第1343話 信頼と不安の間で
「しかし、それでは殿下と星峰が一人に……」
「確かに不測の事態は考えられるけど、私達が兵器に遅れを取ると思うの?」
天之御と星峰が単独行動になる事に心配そうな声を上げる空狐、だがそんな空狐に対し星峰は自信に満ちた返答を行い、其の不安、心配は杞憂であると暗に伝える。
其の返答を聞いた空狐は
「そうね、私とした事が殿下や星峰の力を知っているのに……予想外の事態で内心に不安や焦りを抱えてしまったのかな」
と少し反省が感じられる声色で星峰と天之御に話しかける。
それを聞いた天之御は
「まあ、心配してくれる事は嬉しくは有るよ、だけど此処で僕達が動く事をためらっていたら僕達が今此処で感じている以上の不安や問題が地上を覆い尽くすかも知れないんだ、だから此処で僕達が躊躇っている余裕はない」
と良い、一同に時間敵余裕が無い事を告げる。
其の言葉を聞いた一同は黙って天之御に賛同の意を示す頷きを行い、それを確認するとそれぞれの戦場へと向かっていく。

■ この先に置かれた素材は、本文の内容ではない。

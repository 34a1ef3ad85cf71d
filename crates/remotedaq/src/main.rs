mod cli;
mod commands;
mod config;
mod error;
mod output;

use std::path::Path;

use clap::Parser;
use tracing_appender::non_blocking::WorkerGuard;
use tracing_appender::rolling::{RollingFileAppender, Rotation};
use tracing_subscriber::{EnvFilter, fmt, layer::SubscriberExt, util::SubscriberInitExt};

use crate::cli::{Cli, Command};
use crate::config::Config;
use crate::error::CliError;

/// Overrides the `-v` level, e.g. `REMOTEDAQ_LOG=remotedaq_core=debug`.
const LOG_ENV: &str = "REMOTEDAQ_LOG";

#[tokio::main]
async fn main() {
    let cli = Cli::parse();

    // Config is loaded up front so the log directory is known before
    // tracing starts. Errors surface once a command actually needs it.
    let loaded = config::load(&cli.global);
    let log_dir = match &loaded {
        Ok(cfg) if !cli.global.no_log_file => Some(cfg.log_location()),
        _ => None,
    };
    let guard = init_tracing(cli.global.verbose, log_dir.as_deref());

    if let Err(err) = run(cli, loaded).await {
        let code = err.exit_code();
        eprintln!("{:?}", miette::Report::new(err));
        // Flush the file writer; `exit` skips destructors.
        drop(guard);
        std::process::exit(code);
    }
}

fn init_tracing(verbosity: u8, log_dir: Option<&Path>) -> Option<WorkerGuard> {
    let level = match verbosity {
        0 => "warn",
        1 => "info",
        2 => "debug",
        _ => "trace",
    };
    let filter = EnvFilter::try_from_env(LOG_ENV).unwrap_or_else(|_| EnvFilter::new(level));

    let appender = log_dir.and_then(|dir| {
        RollingFileAppender::builder()
            .rotation(Rotation::DAILY)
            .filename_prefix("remotedaq")
            .filename_suffix("log")
            .build(dir)
            .map_err(|e| eprintln!("warning: file logging disabled: {e}"))
            .ok()
    });
    let (file_layer, guard) = match appender {
        Some(appender) => {
            let (writer, guard) = tracing_appender::non_blocking(appender);
            let layer = fmt::layer()
                .with_writer(writer)
                .with_ansi(false)
                .with_target(true);
            (Some(layer), Some(guard))
        }
        None => (None, None),
    };

    tracing_subscriber::registry()
        .with(filter)
        .with(
            fmt::layer()
                .with_writer(std::io::stderr)
                .with_target(false),
        )
        .with(file_layer)
        .init();

    guard
}

async fn run(cli: Cli, loaded: Result<Config, CliError>) -> Result<(), CliError> {
    match cli.command {
        // Shell completions generation
        Command::Completions(args) => {
            use clap::CommandFactory;
            use clap_complete::generate;

            let mut cmd = Cli::command();
            generate(args.shell, &mut cmd, "remotedaq", &mut std::io::stdout());
            Ok(())
        }

        // Config commands report on the config itself, even a broken one
        Command::Config(args) => commands::config_cmd::handle(args, &cli.global, loaded),

        cmd => {
            let cfg = loaded?;
            tracing::debug!(command = ?cmd, "dispatching command");
            commands::dispatch(cmd, &cli.global, &cfg).await
        }
    }
}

「ここから先にどれだけ居るのか分からない以上、ここで梃子摺る訳には行かないわ!!」
岬はそう告げると素早く前に出て目の前に居る兵器を格闘術で粉砕していく。
しかし、当然の事ながら中には赤制御の兵器も存在しており、其の兵器には格闘術を止められてしまう。
しかしその際に生じた一瞬の鋤をついて空狐が攻撃を加える為、結果として兵器の反撃は許していない。
「先陣は私が切らせて貰うわ、空狐は兵器よりも生産プラントの破壊を優先して」
「赤制御の兵器が出てこない限りはそうさせてもらうわね、流石に兵器を野放しにした状態ではプラントの破壊にも集中出来ないもの」
岬の激励を受けた空狐は有言実行すると言わんばかりにプラントに対して妖術を放ち、道中の機器を破壊しつつ岬の後に付いて行く。
「この調子で一気に奥まで行きたい……と思ったけど、流石にそうは問屋が卸さない様ね」
岬がそう告げると前方から何体もの兵器が姿を表す。
其の数は決して多くはないものの、今現在の状況では決して油断出来ないと二人は認識していた。
「此方に迎撃部隊を差し向けてくるとは……少しは機転を利かせられる様になってるって事なのかしら?」
「子供の成長を見守る親や開発者であれば嬉しい話なのかも知れないけど、其の何方でも無い私達には迷惑千万な話ね」
二人はそう声を合わせると身構え、兵器の集団に対し交戦体制を整える。
そして襲いかかってきた兵器を瞬く間に返り討ちにする。